Thessalus was asleep. Over at the infirmary, there was no one in the office. The cobweb above the pharmacy table was gone, the wastebasket was empty, and the green pancake had been scraped off the floorboards. A lone bottle with no label rested on the desk. Ruso picked it up, removed the stopper, and sniffed at the brown powder inside.
An orderly with strands of straw caught in his hair-presumably Gambax had assigned him to stuffing mattresses-wandered in and told him the deputy had gone to fetch some stationery supplies.
No doubt finding a clean stock of labeling materials would occupy him until lunchtime. It was a pity Albanus was not here to start investigating the rest of the paperwork. Ruso put the bottle back where he had found it. Gambax seemed to know what he was doing, even if he was doing it painfully slowly. Ruso had once had the misfortune to work with an apprentice pharmacist who had decided to tear off all the labels at once, throw them into the fire, and start again.
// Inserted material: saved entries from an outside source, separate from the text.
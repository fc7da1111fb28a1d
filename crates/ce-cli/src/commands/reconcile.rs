//! Reconcile command implementation - three-way parse, metrics, field resolution

use anyhow::{Context, Result};
use ce_client::{parse_all, HttpParseClient, ParseRequest, ParseService, UploadFile};
use ce_core::schema::{budget, dn_master};
use ce_core::{CellValue, FieldSet, SiteId};
use ce_db::merge_keyed;
use ce_ingest::PoWorkbook;
use ce_reconcile::{
    parse_overrides, DerivedMetrics, MergedFields, ReconciliationTable, TableRow,
};

use crate::cli::{GlobalArgs, OutputFormat, ReconcileArgs};
use crate::commands::common::{print_json, read_file};
use crate::context::RuntimeContext;

/// Execute the reconcile command
pub(crate) async fn execute(args: &ReconcileArgs, global: &GlobalArgs) -> Result<()> {
    // bad --set arguments fail before any upload
    let overrides = parse_overrides(&args.set, args.force)?;
    let site_id = SiteId::try_new(&args.site_id)?;

    let ctx = RuntimeContext::new(global).await?;
    let client = ctx.parser_client()?;

    let (po, application, dn) = parse_documents(&client, args, &site_id).await?;
    let merged = MergedFields::merge(&po, &application, &dn);
    log::debug!("Merged {} parsed field(s)", merged.len());

    let rate = budget_rate(&ctx, &site_id).await?;
    let metrics = DerivedMetrics::compute(&merged, rate);
    let table = ReconciliationTable::build(&merged, &metrics, &ctx.config.constants, &overrides);

    match args.output {
        OutputFormat::Table => print_table(table.rows()),
        OutputFormat::Json => print_json(&table.to_json())?,
    }

    if args.push || args.send {
        let row = table.to_master_row()?;
        if args.push {
            let schema = ctx.dn_master_schema();
            merge_keyed(ctx.store.as_ref(), &schema, vec![row.clone()])
                .await
                .context("Failed to push reconciled row")?;
            println!(
                "Pushed {} into {}",
                row.value(dn_master::DN_NUMBER),
                schema.table
            );
        }
        if args.send {
            let response = client
                .send_to_master_dn(&row)
                .await
                .context("Failed to send reconciled row")?;
            log::debug!("send-to-master-dn: {}", response);
            println!("Sent reconciled row to the parsing service");
        }
    }
    Ok(())
}

async fn parse_documents(
    client: &HttpParseClient,
    args: &ReconcileArgs,
    site_id: &SiteId,
) -> Result<(FieldSet, FieldSet, FieldSet)> {
    let application = UploadFile::from_path(&args.application)?;
    let dn = UploadFile::from_path(&args.dn)?;

    if args.local_po {
        let po = PoWorkbook::from_bytes(read_file(&args.po)?)
            .with_context(|| format!("Failed to read PO workbook {}", args.po.display()))?
            .lookup(site_id.as_str());
        let (application, dn) = tokio::try_join!(
            client.parse_application(application),
            client.parse_dn(dn, args.authority),
        )
        .context("Document parsing failed")?;
        return Ok((po, application, dn));
    }

    let request = ParseRequest {
        po: UploadFile::from_path(&args.po)?,
        site_id: site_id.clone(),
        application,
        dn,
        authority: args.authority,
    };
    parse_all(client, request)
        .await
        .context("Document parsing failed")
}

/// The site's `RI Cost per Meter` from the budget table, if any.
async fn budget_rate(ctx: &RuntimeContext, site_id: &SiteId) -> Result<Option<f64>> {
    let schema = ctx.budget_schema();
    let columns = [budget::RI_COST_PER_METER.to_string()];
    let rate = ctx
        .fetch(&schema, site_id.as_str(), &columns)
        .await?
        .and_then(|row| row.get(budget::RI_COST_PER_METER).and_then(CellValue::as_f64));
    if rate.is_none() {
        log::warn!(
            "No {} for site '{}' in {}, budget metrics left blank",
            budget::RI_COST_PER_METER,
            site_id,
            schema.table
        );
    }
    Ok(rate)
}

fn print_table(rows: &[TableRow]) {
    let width = rows
        .iter()
        .map(|r| r.field.name().len())
        .max()
        .unwrap_or(5);
    println!("{:<width$}  {:<15}  VALUE", "FIELD", "SOURCE", width = width);
    for row in rows {
        let source = if row.edited {
            format!("{} (edited)", row.source)
        } else {
            row.source.to_string()
        };
        let value = match &row.value {
            CellValue::Null => String::new(),
            other => other.to_string(),
        };
        println!(
            "{:<width$}  {:<15}  {}",
            row.field.name(),
            source,
            value,
            width = width
        );
    }
}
As he left the office the trumpet sounded the next watch. There was still no sign of Albanus. Ruso would have suspected most men of deliberately spinning out his missions to find out about Thessalus’s night call and track down Tilla, but not Albanus. The clerk’s deeply rooted sense of duty would compel him to get on with the job and report back, even if it did mean facing the rest of the day in the office with Gambax. No: It was far more likely that Tilla was proving elusive.
Just as he reached this conclusion, the clerk reappeared. He was not happy.
“Every door in the town, sir,” said Albanus, slumping back against the table in the treatment room. “Every single door. And I explained that I’d been sent by an officer. In case they thought I was hunting down a runaway girlfriend.”
“Very wise.”
“I had to stop telling people you were a doctor,” he said. “Some of them wanted to tell me what was wrong with them.” He winced. “One even wanted me to look at it.”
“I know,” agreed Ruso. “That’s why I don’t tell them either.”
“A couple of them said they wouldn’t talk to me because a doctor had murdered that trumpeter they found in the alley.”
“Really?” said Ruso. Evidently Thessalus’s confession was no longer a secret. He wondered whether anybody had told Metellus.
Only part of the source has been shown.